Here’s some pure speculation: if they did know something funny had happened but were persuaded to keep it hush-hush for the ‘common-good’ - that would be a powerful incentive to cover up the origin of SARS-2.

China Bio-weapons Background

by dulan drift ⌂, Thursday, July 08, 2021, 07:11 (994 days ago) @ dulan drift

Eric Croddy, Chemical and Biological Weapons Nonproliferation Program, 2001: (F)ormer members of the Japanese Imperial Army .. (say) the total number of Chinese killed by .. biological warfare (BW) was about 21,000 people, most of these from cholera (not including the more than 3,000 Chinese, Korean, and other prisoners of war who died in Japanese BW experiments.) Chinese estimates are much greater.

Dr. Liu Huaqiu: During Japan’s invasion of China, BW was carried out among 20 or more provinces and cities in China, killing more than 200,000 Chinese people.

Croddy reasons the Chinese estimate is probably too high, but there’s no dispute Chinese people were the victims of systematic biological warfare.

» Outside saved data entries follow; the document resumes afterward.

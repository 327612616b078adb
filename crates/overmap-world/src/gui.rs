//! View models handed to the GUI collaborator and the tile-pick payload
//! codec. Presentation (widget layout, icons, lore text) is entirely the
//! host's concern; the core supplies the data each screen needs.

use glam::{I64Vec2, IVec2};

use overmap_core::grid::neighbor_grid;
use overmap_core::scale::{Scale, ALL_SCALES};
use overmap_core::types::{TileCoordinate, WorldId};

use crate::registry::TileRegistry;

/// One entry of the scale-selection screen.
#[derive(Debug, Clone, Copy, PartialEq, Eq)]
pub struct ScaleOption {
    pub ordinal: u8,
    pub factor: i64,
    pub coverage: i64,
}

/// The five scale options, in ordinal order.
pub fn scale_options() -> Vec<ScaleOption> {
    ALL_SCALES
        .iter()
        .map(|s| ScaleOption {
            ordinal: s.ordinal(),
            factor: s.factor(),
            coverage: s.coverage(),
        })
        .collect()
}

/// Materialization status of one grid cell. The focal cell reports `Focus`
/// regardless of whether its tile is already generated.
#[derive(Debug, Clone, Copy, PartialEq, Eq)]
pub enum CellStatus {
    Focus,
    Generated,
    Ungenerated,
}

/// One cell of the tile browsing grid.
#[derive(Debug, Clone, Copy, PartialEq, Eq)]
pub struct GridCell {
    pub offset: IVec2,
    pub center: I64Vec2,
    pub status: CellStatus,
}

/// The grid screen: a block of cells centered on the viewer's tile.
#[derive(Debug, Clone, PartialEq, Eq)]
pub struct GridView {
    pub world: WorldId,
    pub scale: Scale,
    pub cells: Vec<GridCell>,
}

/// Build the grid view around a focal position, marking each cell with its
/// registry status.
pub fn build_grid_view(
    registry: &TileRegistry,
    world: &WorldId,
    focal: I64Vec2,
    scale: Scale,
    radius: i32,
) -> GridView {
    let cells = neighbor_grid(focal, scale, radius)
        .into_iter()
        .map(|n| {
            let status = if n.is_focus() {
                CellStatus::Focus
            } else if registry.is_recorded(&TileCoordinate {
                world: world.clone(),
                center: n.center,
                scale,
            }) {
                CellStatus::Generated
            } else {
                CellStatus::Ungenerated
            };
            GridCell {
                offset: n.offset,
                center: n.center,
                status,
            }
        })
        .collect();

    GridView {
        world: world.clone(),
        scale,
        cells,
    }
}

/// A tile selection sent back by the GUI collaborator.
#[derive(Debug, Clone, PartialEq, Eq)]
pub struct TilePick {
    pub world: WorldId,
    pub center: I64Vec2,
    pub scale: Scale,
}

impl TilePick {
    /// Wire form stored on grid widgets: `world,centerX,centerZ,ordinal`.
    pub fn encode(&self) -> String {
        format!(
            "{},{},{},{}",
            self.world.as_str(),
            self.center.x,
            self.center.y,
            self.scale.ordinal()
        )
    }

    /// Parse the wire form. Any malformed payload yields `None`, which
    /// session handling treats as a cancel.
    pub fn parse(payload: &str) -> Option<Self> {
        let parts: Vec<&str> = payload.split(',').collect();
        if parts.len() < 4 {
            return None;
        }
        let center_x: i64 = parts[1].parse().ok()?;
        let center_z: i64 = parts[2].parse().ok()?;
        let ordinal: i32 = parts[3].parse().ok()?;
        Some(Self {
            world: WorldId::new(parts[0]),
            center: I64Vec2::new(center_x, center_z),
            scale: Scale::from_ordinal(ordinal),
        })
    }

    pub fn tile(&self) -> TileCoordinate {
        TileCoordinate {
            world: self.world.clone(),
            center: self.center,
            scale: self.scale,
        }
    }
}

#[cfg(test)]
mod tests {
    use super::*;

    #[test]
    fn test_scale_options_cover_all_ordinals() {
        let options = scale_options();
        assert_eq!(options.len(), 5);
        assert_eq!(options[0].factor, 1);
        assert_eq!(options[0].coverage, 128);
        assert_eq!(options[4].factor, 16);
        assert_eq!(options[4].coverage, 2048);
    }

    #[test]
    fn test_grid_view_statuses() {
        let mut registry = TileRegistry::new();
        let world = WorldId::new("overworld");
        let scale = Scale::Closest;

        // Record the tile one step east of the focal tile at (64, 64).
        registry.record(&TileCoordinate {
            world: world.clone(),
            center: I64Vec2::new(192, 64),
            scale,
        });

        let view = build_grid_view(&registry, &world, I64Vec2::new(10, 10), scale, 2);
        assert_eq!(view.cells.len(), 25);

        let focus = view
            .cells
            .iter()
            .find(|c| c.offset == IVec2::ZERO)
            .expect("focal cell");
        assert_eq!(focus.status, CellStatus::Focus);
        assert_eq!(focus.center, I64Vec2::new(64, 64));

        let east = view
            .cells
            .iter()
            .find(|c| c.offset == IVec2::new(1, 0))
            .expect("east cell");
        assert_eq!(east.status, CellStatus::Generated);

        let west = view
            .cells
            .iter()
            .find(|c| c.offset == IVec2::new(-1, 0))
            .expect("west cell");
        assert_eq!(west.status, CellStatus::Ungenerated);
    }

    #[test]
    fn test_pick_roundtrip() {
        let pick = TilePick {
            world: WorldId::new("overworld"),
            center: I64Vec2::new(-192, 576),
            scale: Scale::Normal,
        };
        assert_eq!(pick.encode(), "overworld,-192,576,2");
        assert_eq!(TilePick::parse(&pick.encode()), Some(pick));
    }

    #[test]
    fn test_pick_parse_rejects_malformed() {
        assert_eq!(TilePick::parse(""), None);
        assert_eq!(TilePick::parse("overworld,10,20"), None);
        assert_eq!(TilePick::parse("overworld,ten,20,0"), None);
        assert_eq!(TilePick::parse("overworld,10,20,zero"), None);
    }

    #[test]
    fn test_pick_parse_normalizes_scale() {
        let pick = TilePick::parse("overworld,64,64,9").expect("parses");
        assert_eq!(pick.scale, Scale::Closest);
    }
}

Makes sense you’re gonna react to that - develop your own fucking bio-defense/weapons program. No-one could blame China for doing that.

U.S. Office of Secretary of Defense: China is believed to possess an offensive biological warfare capability based on technology developed prior to its accession to the BWC [Biological Warfare Convention].

Richard Fisher: While China suffered horribly from Japan’s chemical and biological warfare activities during World War II, Communist China has since built defensive and offensive chemical warfare capabilities. It may therefore be unwise to rule out human error.